Proton and electrical charge translocation by cytochrome-c oxidase

O-2 is reduced to 2 H2O in the cytochrome-c oxidase reaction. The four protons consumed are taken from the inside (i phase) of the inner mitochondrial membrane, whereas the electrons are taken from cytochrome c on the opposite side to phase). These electron and proton transfers contribute 50% to the generation of Delta mu(H)+ across the membrane. The other 50% comes from the 4 H+ that are translocated ('pumped') across the membrane per O-2 reduced. In this paper we assess the number of electrical charges translocated in the different discrete steps of the catalytic cycle, by assessing the linkage of each step with electron transfer, proton uptake/release, and proton pumping.
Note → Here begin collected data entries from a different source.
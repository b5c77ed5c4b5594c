use anyhow::Result;
use ash::vk::{PhysicalDevice, QueueFlags};

use crate::{Instance, Surface};

#[derive(Debug)]
pub struct QueueFamilyIndices {
    /// family capable of running graphics related commands
    pub graphics_family: Option<u32>,
    /// family capable of displaying results on the screen
    pub present_family: Option<u32>,
}

impl QueueFamilyIndices {
    /// True if all queue families are available for this physical device.
    pub fn is_complete(&self) -> bool {
        self.graphics_family.is_some() && self.present_family.is_some()
    }
}

pub fn find_queue_families(
    instance: &Instance,
    device: &PhysicalDevice,
    surface: &Surface,
) -> Result<QueueFamilyIndices> {
    let queue_family_properties =
        unsafe { instance.get_physical_device_queue_family_properties(*device) };

    let graphics_family = queue_family_properties
        .iter()
        .position(|queue_family_props| queue_family_props.queue_flags.contains(QueueFlags::GRAPHICS))
        .map(|index| index as u32);

    let mut present_family = None;
    for index in 0..queue_family_properties.len() as u32 {
        let supports_present = surface.get_physical_device_surface_support(device, index)?;
        if supports_present {
            present_family = Some(index);
            break;
        }
    }

    Ok(QueueFamilyIndices {
        graphics_family,
        present_family,
    })
}
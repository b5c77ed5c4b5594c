use std::{ops::Deref, rc::Rc};

use anyhow::Result;
use ash::vk::{self, PipelineLayoutCreateInfo};

use crate::{DescriptorSetLayout, LogicalDevice};

pub struct PipelineLayout {
    logical_device: Rc<LogicalDevice>,
    layout: vk::PipelineLayout,
}

impl PipelineLayout {
    pub fn new(
        logical_device: &Rc<LogicalDevice>,
        descriptor_set_layout: &DescriptorSetLayout,
    ) -> Result<Self> {
        let set_layouts = [**descriptor_set_layout];
        let pipeline_layout_create_info =
            PipelineLayoutCreateInfo::default().set_layouts(&set_layouts);
        let pipeline_layout =
            unsafe { logical_device.create_pipeline_layout(&pipeline_layout_create_info, None)? };

        Ok(Self {
            logical_device: Rc::clone(logical_device),
            layout: pipeline_layout,
        })
    }
}

impl Drop for PipelineLayout {
    fn drop(&mut self) {
        unsafe {
            self.logical_device
                .destroy_pipeline_layout(self.layout, None)
        }
    }
}

impl Deref for PipelineLayout {
    type Target = vk::PipelineLayout;

    fn deref(&self) -> &Self::Target {
        &self.layout
    }
}
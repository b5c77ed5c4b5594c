use std::{ops::Deref, rc::Rc};

use anyhow::Result;
use ash::vk::{self, Extent2D, FramebufferCreateInfo};

use crate::{ImageView, LogicalDevice};

use super::render_pass::RenderPass;

pub struct Framebuffer {
    logical_device: Rc<LogicalDevice>,
    framebuffer: vk::Framebuffer,
    // variables we need to hold onto so they dont get cleaned
    // up before we do
    _render_pass: Rc<RenderPass>,
    _image_view: ImageView,
}

impl Framebuffer {
    pub fn new(
        logical_device: &Rc<LogicalDevice>,
        render_pass: &Rc<RenderPass>,
        extent: &Extent2D,
        image_view: ImageView,
    ) -> Result<Self> {
        let attachments = [*image_view];
        let create_info = FramebufferCreateInfo::default()
            .render_pass(***render_pass)
            .attachments(&attachments)
            .height(extent.height)
            .width(extent.width)
            .layers(1);
        let framebuffer = unsafe { logical_device.create_framebuffer(&create_info, None)? };

        Ok(Self {
            framebuffer,
            logical_device: Rc::clone(logical_device),
            _image_view: image_view,
            _render_pass: Rc::clone(render_pass),
        })
    }
}

impl Drop for Framebuffer {
    fn drop(&mut self) {
        unsafe {
            self.logical_device
                .destroy_framebuffer(self.framebuffer, None)
        }
    }
}

impl Deref for Framebuffer {
    type Target = vk::Framebuffer;

    fn deref(&self) -> &Self::Target {
        &self.framebuffer
    }
}
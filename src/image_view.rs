use std::{ops::Deref, rc::Rc};

use anyhow::Result;
use ash::vk::{
    self, ComponentMapping, ComponentSwizzle, Image, ImageAspectFlags, ImageSubresourceRange,
    ImageViewCreateInfo, ImageViewType, SurfaceFormatKHR,
};

use crate::LogicalDevice;

pub struct ImageView {
    logical_device: Rc<LogicalDevice>,
    image_view: vk::ImageView,
    // need to keep references to these to make sure they aren't
    // cleaned up before we are
    _image: Image,
}

impl ImageView {
    pub fn new(
        logical_device: &Rc<LogicalDevice>,
        surface_format: SurfaceFormatKHR,
        image: Image,
    ) -> Result<Self> {
        let image_view_create_info = ImageViewCreateInfo::default()
            .image(image)
            // 2D images
            .view_type(ImageViewType::TYPE_2D)
            .format(surface_format.format)
            // no swizzling
            .components(
                ComponentMapping::default()
                    .a(ComponentSwizzle::IDENTITY)
                    .b(ComponentSwizzle::IDENTITY)
                    .g(ComponentSwizzle::IDENTITY)
                    .r(ComponentSwizzle::IDENTITY),
            )
            // color images with no mipmapping or layers
            .subresource_range(
                ImageSubresourceRange::default()
                    .aspect_mask(ImageAspectFlags::COLOR)
                    .base_mip_level(0)
                    .level_count(1)
                    .base_array_layer(0)
                    .layer_count(1),
            );
        let image_view =
            unsafe { logical_device.create_image_view(&image_view_create_info, None)? };

        Ok(Self {
            logical_device: Rc::clone(logical_device),
            image_view,
            _image: image,
        })
    }
}

impl Drop for ImageView {
    fn drop(&mut self) {
        unsafe {
            self.logical_device
                .destroy_image_view(self.image_view, None)
        }
    }
}

impl Deref for ImageView {
    type Target = vk::ImageView;

    fn deref(&self) -> &Self::Target {
        &self.image_view
    }
}
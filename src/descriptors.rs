use std::{ops::Deref, rc::Rc};

use anyhow::Result;
use ash::vk::{
    self, Buffer, DescriptorBufferInfo, DescriptorPoolCreateInfo, DescriptorPoolSize,
    DescriptorSet, DescriptorSetAllocateInfo, DescriptorSetLayoutBinding,
    DescriptorSetLayoutCreateInfo, DescriptorType, DeviceSize, ShaderStageFlags,
    WriteDescriptorSet,
};

use crate::LogicalDevice;

/// Layout of the per-frame descriptor set: a single uniform buffer visible
/// to the vertex stage.
pub struct DescriptorSetLayout {
    logical_device: Rc<LogicalDevice>,
    layout: vk::DescriptorSetLayout,
}

impl DescriptorSetLayout {
    pub fn new(logical_device: &Rc<LogicalDevice>) -> Result<Self> {
        let bindings = [DescriptorSetLayoutBinding::default()
            .binding(0)
            .descriptor_type(DescriptorType::UNIFORM_BUFFER)
            .descriptor_count(1)
            .stage_flags(ShaderStageFlags::VERTEX)];
        let layout_create_info = DescriptorSetLayoutCreateInfo::default().bindings(&bindings);
        let layout =
            unsafe { logical_device.create_descriptor_set_layout(&layout_create_info, None)? };

        Ok(Self {
            logical_device: Rc::clone(logical_device),
            layout,
        })
    }
}

impl Drop for DescriptorSetLayout {
    fn drop(&mut self) {
        unsafe {
            self.logical_device
                .destroy_descriptor_set_layout(self.layout, None)
        }
    }
}

impl Deref for DescriptorSetLayout {
    type Target = vk::DescriptorSetLayout;

    fn deref(&self) -> &Self::Target {
        &self.layout
    }
}

/// One uniform-buffer descriptor set per frame slot, all allocated from a
/// pool sized exactly for them. Sets are returned with the pool.
pub struct FrameDescriptors {
    logical_device: Rc<LogicalDevice>,
    pool: vk::DescriptorPool,
    sets: Vec<DescriptorSet>,
}

impl FrameDescriptors {
    /// `uniform_buffers` holds each slot's buffer handle and the byte range
    /// the shader reads from it.
    pub fn new(
        logical_device: &Rc<LogicalDevice>,
        layout: &DescriptorSetLayout,
        uniform_buffers: &[(Buffer, DeviceSize)],
    ) -> Result<Self> {
        let count = uniform_buffers.len() as u32;

        let pool_sizes = [DescriptorPoolSize::default()
            .ty(DescriptorType::UNIFORM_BUFFER)
            .descriptor_count(count)];
        let pool_create_info = DescriptorPoolCreateInfo::default()
            .pool_sizes(&pool_sizes)
            .max_sets(count);
        let pool =
            unsafe { logical_device.create_descriptor_pool(&pool_create_info, None)? };

        let layouts = vec![**layout; uniform_buffers.len()];
        let allocate_info = DescriptorSetAllocateInfo::default()
            .descriptor_pool(pool)
            .set_layouts(&layouts);
        let sets = match unsafe { logical_device.allocate_descriptor_sets(&allocate_info) } {
            Ok(sets) => sets,
            Err(error) => {
                unsafe { logical_device.destroy_descriptor_pool(pool, None) };
                return Err(error.into());
            }
        };

        for (set, (buffer, range)) in sets.iter().zip(uniform_buffers) {
            let buffer_info = [DescriptorBufferInfo::default()
                .buffer(*buffer)
                .offset(0)
                .range(*range)];
            let write = WriteDescriptorSet::default()
                .dst_set(*set)
                .dst_binding(0)
                .descriptor_type(DescriptorType::UNIFORM_BUFFER)
                .buffer_info(&buffer_info);
            unsafe { logical_device.update_descriptor_sets(&[write], &[]) };
        }

        Ok(Self {
            logical_device: Rc::clone(logical_device),
            pool,
            sets,
        })
    }

    pub fn set_for_slot(&self, slot: usize) -> DescriptorSet {
        self.sets[slot]
    }
}

impl Drop for FrameDescriptors {
    fn drop(&mut self) {
        unsafe {
            self.logical_device
                .destroy_descriptor_pool(self.pool, None)
        }
    }
}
Delta mu(H)+ and pH(i) determine the number of protons bound to the enzyme from the i phase. At high Delta mu(H)+ these protons may dissociate, so that the number of protons bound to a discrete state of the enzyme may be lower than at Delta mu(H)+ = 0 This analysis may reconcile the difference between proton uptake stoichiometries previously determined for the isolated enzyme (Mitchell, R. and Rich, P.R. [1994] Biochim. Biophys. Acta 1186, 19-26) with those measured at high Delta mu(H)+ in intact mitochondria (Wikstrom, M. [1988] Chem. Scr. 28A, 71-74).